Au delà du rock partie 9


Malgré leurs profonds désaccords musicaux, Daniel indiqua à Albert le nom d’un hôtel prêt à l’héberger à l’œil. Le disquaire s’était attiré les faveurs du gérant en lui dénichant une poignée d’albums d’Albert Ayler et Eric Dolphy dans sa réserve. Il les affichait jusque-là sur sa vitrine le samedi, le jazz donnant à sa boutique un côté vintage et une certaine respectabilité. Un jour, un type s’était présenté à son comptoir tremblant d’excitation. Quand l’inconnu demanda le prix de « ces merveilles » , Daniel choisit au hasard la somme de deux dollars l’unité. Ayant trouvé ces disques dans une décharge, il ne put imaginer qu’ils aient une quelconque valeur. De son côté, l’acheteur prit ce prix pour le plus grand acte de générosité de l’humanité, il eut la même reconnaissance éternelle que celle de Brassens pour son auvergnat. Il proposa donc à son bienfaiteur de bénéficier d’une de ses chambres gratuitement et à vie, mais Daniel était trop solitaire pour accepter un tel cadeau. L’hôtelier dut donc se contenter de lui annoncer que, si un de ses amis cherchait un toit, il l’accueillerait avec plaisir.

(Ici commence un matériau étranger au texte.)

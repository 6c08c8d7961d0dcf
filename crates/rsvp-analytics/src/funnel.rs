//! Conversion funnel from invitation to response
//!
//! Stage percentages are relative to the first stage so they can be compared
//! directly. Dropoffs are pairwise between adjacent stages and always go
//! through [`calculate_dropoff`].

use std::fmt;

use serde::{Deserialize, Serialize};

use crate::rate::share_percent;

/// Identity of a funnel stage. Order of declaration is funnel order.
#[derive(Debug, Clone, Copy, PartialEq, Eq, Hash, PartialOrd, Ord, Serialize, Deserialize)]
#[serde(rename_all = "camelCase")]
pub enum FunnelStageName {
    Invited,
    Opened,
    PageViewed,
    FormStarted,
    Responded,
}

impl FunnelStageName {
    /// Display label shown next to the stage
    pub fn label(self) -> &'static str {
        match self {
            FunnelStageName::Invited => "Invited",
            FunnelStageName::Opened => "Opened Invite",
            FunnelStageName::PageViewed => "Viewed Page",
            FunnelStageName::FormStarted => "Started RSVP",
            FunnelStageName::Responded => "Responded",
        }
    }

    /// Wire name, as serialized
    pub fn as_str(self) -> &'static str {
        match self {
            FunnelStageName::Invited => "invited",
            FunnelStageName::Opened => "opened",
            FunnelStageName::PageViewed => "pageViewed",
            FunnelStageName::FormStarted => "formStarted",
            FunnelStageName::Responded => "responded",
        }
    }
}

impl fmt::Display for FunnelStageName {
    fn fmt(&self, f: &mut fmt::Formatter<'_>) -> fmt::Result {
        f.write_str(self.as_str())
    }
}

/// invited -> opened -> responded
pub const STANDARD_STAGES: [FunnelStageName; 3] = [
    FunnelStageName::Invited,
    FunnelStageName::Opened,
    FunnelStageName::Responded,
];

/// invited -> opened -> page viewed -> form started -> responded
pub const EXTENDED_STAGES: [FunnelStageName; 5] = [
    FunnelStageName::Invited,
    FunnelStageName::Opened,
    FunnelStageName::PageViewed,
    FunnelStageName::FormStarted,
    FunnelStageName::Responded,
];

/// One step of the funnel with its count
#[derive(Debug, Clone, PartialEq, Eq, Serialize, Deserialize)]
pub struct FunnelStage {
    pub name: FunnelStageName,
    pub label: String,
    pub count: u64,
    /// Relative to the first stage's count
    pub percentage: u32,
}

/// Loss between two adjacent stages
#[derive(Debug, Clone, PartialEq, Eq, Serialize, Deserialize)]
pub struct FunnelDropoff {
    pub from: FunnelStageName,
    pub to: FunnelStageName,
    pub lost: u64,
    pub rate: u32,
}

/// Ordered stages plus one dropoff per adjacent pair
#[derive(Debug, Clone, PartialEq, Eq, Serialize, Deserialize)]
#[serde(rename_all = "camelCase")]
pub struct FunnelData {
    pub stages: Vec<FunnelStage>,
    pub dropoffs: Vec<FunnelDropoff>,
    pub total_invited: u64,
    pub total_responded: u64,
    pub overall_conversion_rate: u32,
}

/// Counts for every stage of the extended funnel
#[derive(Debug, Clone, Copy, Default, PartialEq, Eq, Serialize, Deserialize)]
#[serde(rename_all = "camelCase")]
pub struct FunnelCounts {
    pub invited: u64,
    pub opened: u64,
    pub page_viewed: u64,
    pub form_started: u64,
    pub responded: u64,
}

impl FunnelCounts {
    pub fn count(&self, stage: FunnelStageName) -> u64 {
        match stage {
            FunnelStageName::Invited => self.invited,
            FunnelStageName::Opened => self.opened,
            FunnelStageName::PageViewed => self.page_viewed,
            FunnelStageName::FormStarted => self.form_started,
            FunnelStageName::Responded => self.responded,
        }
    }
}

/// Loss between two adjacent stages.
///
/// A later stage larger than the earlier one (racing counter updates) is
/// clamped to zero loss.
pub fn calculate_dropoff(
    from_count: u64,
    to_count: u64,
    from: FunnelStageName,
    to: FunnelStageName,
) -> FunnelDropoff {
    let lost = from_count.saturating_sub(to_count);
    FunnelDropoff {
        from,
        to,
        lost,
        rate: share_percent(lost, from_count),
    }
}

/// Build a funnel over an ordered list of `(stage, count)` pairs.
///
/// The first stage is 100% by definition. When it is zero, every later stage
/// reports 0% and every dropoff reports no loss: no data is not a loss.
pub fn build_funnel(stages: &[(FunnelStageName, u64)]) -> FunnelData {
    let base = stages.first().map(|&(_, count)| count).unwrap_or(0);

    let funnel_stages: Vec<FunnelStage> = stages
        .iter()
        .enumerate()
        .map(|(i, &(name, count))| FunnelStage {
            name,
            label: name.label().to_string(),
            count,
            percentage: if i == 0 { 100 } else { share_percent(count, base) },
        })
        .collect();

    let dropoffs = stages
        .windows(2)
        .map(|pair| {
            let (from, from_count) = pair[0];
            let (to, to_count) = pair[1];
            if base == 0 {
                calculate_dropoff(0, 0, from, to)
            } else {
                calculate_dropoff(from_count, to_count, from, to)
            }
        })
        .collect();

    let overall_conversion_rate = funnel_stages.last().map(|s| s.percentage).unwrap_or(0);

    FunnelData {
        total_invited: base,
        total_responded: stages.last().map(|&(_, count)| count).unwrap_or(0),
        overall_conversion_rate,
        stages: funnel_stages,
        dropoffs,
    }
}

/// Standard three-stage funnel: invited -> opened -> responded
pub fn build_funnel_data(total_invited: u64, total_opened: u64, total_responded: u64) -> FunnelData {
    let counts = FunnelCounts {
        invited: total_invited,
        opened: total_opened,
        responded: total_responded,
        ..FunnelCounts::default()
    };
    build_for(&STANDARD_STAGES, &counts)
}

/// Five-stage funnel including page views and started RSVP forms
pub fn build_extended_funnel_data(counts: &FunnelCounts) -> FunnelData {
    build_for(&EXTENDED_STAGES, counts)
}

fn build_for(order: &[FunnelStageName], counts: &FunnelCounts) -> FunnelData {
    let stages: Vec<(FunnelStageName, u64)> = order
        .iter()
        .map(|&stage| (stage, counts.count(stage)))
        .collect();
    build_funnel(&stages)
}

Le bâtiment en question ne fut pas très difficile à trouver , il suffisait de suivre l’écho provoqué par le saxophone rugueux de l’holy ghost*. Arrivé sur place, deux immenses amplis secouaient les murs au rythme des chorus du grand Albert. Devant ces deux immenses enceintes siégeait un homme mince en costard , ses lunettes posées sur une tête de premier de la classe lui donnait des airs de Bill Evans**. Quand il vit arriver son hôte, l’homme ôta délicatement l’aiguille de son gramophone du sillon qu’elle parcourait, ses gestes avaient la grâce nonchalante d’Humphrey Bogart. L’allure de ce taulier imposait le respect avant même qu’il eut prononcé un mot, elle lui donnait un charisme naturel digne de Lino Ventura et Jean Gabin. Intimidé par tant de prestance, Albert parvint juste à prononcer, sur le ton d’un écolier face au proviseur, «Bonjour monsieur , je viens de la part de Daniel , le disquaire qui vous a vendu des albums de free jazz. »  Aussi timide qu’ait pu être le ton sur lequel cette phrase fut prononcé , elle imprima sur le visage du gérant une expression enjouée et fraternelle.

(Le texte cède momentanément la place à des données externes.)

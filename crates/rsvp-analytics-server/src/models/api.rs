//! Common API types
use serde::Serialize;

/// Standard API response wrapper
#[derive(Debug, Serialize)]
pub struct ApiResponse<T> {
    pub data: T,
    #[serde(skip_serializing_if = "Option::is_none")]
    pub message: Option<String>,
}

impl<T> ApiResponse<T> {
    pub fn new(data: T) -> Self {
        Self {
            data,
            message: None,
        }
    }

    pub fn with_message(data: T, message: String) -> Self {
        Self {
            data,
            message: Some(message),
        }
    }
}
//! Business logic services

pub mod analytics_service;

pub use analytics_service::AnalyticsService;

-          Messire, considérez désormais cette humble bâtisse comme votre royaume. Laissez-moi vous guider dans la suite que je vous réserve depuis fort longtemps.

Heureux de constater que le ramage de son bienfaiteur était du même niveau que son plumage, Albert le suivit dans un escalier qui lui parut sans fin. Après avoir gravi une dizaine d’étages, le duo croisa un homme chancelant. L’inconnu avait les cheveux bouclés, le torse velu, et gratifia notre duo d’un sourire charmeur lorsqu’il le croisa. Après avoir gravi la dernière marche de l’escalier, l’étrange inconnu hurla d’une voix guerrière « Let there be rock ! » Il traversa alors le couloir à toute vitesse, pour se jeter dans le vide en sautant dans l’ouverture laissée par une fenêtre ouverte. Albert voulut courir pour voir si il pouvait venir en aide au malheureux inconscient , mais le maitre d’hôtel le retint. 

-          Ne vous donnez pas cette peine sir. Il n’y a malheureusement pas de miracles ici-bas.

-          Quelle horreur !

-          Oui, ce butor est aussi précis qu’un albatros ! Il en est déjà à son troisième saut, il suffit de lui promettre un verre de Jack pour le voir faire le cascadeur.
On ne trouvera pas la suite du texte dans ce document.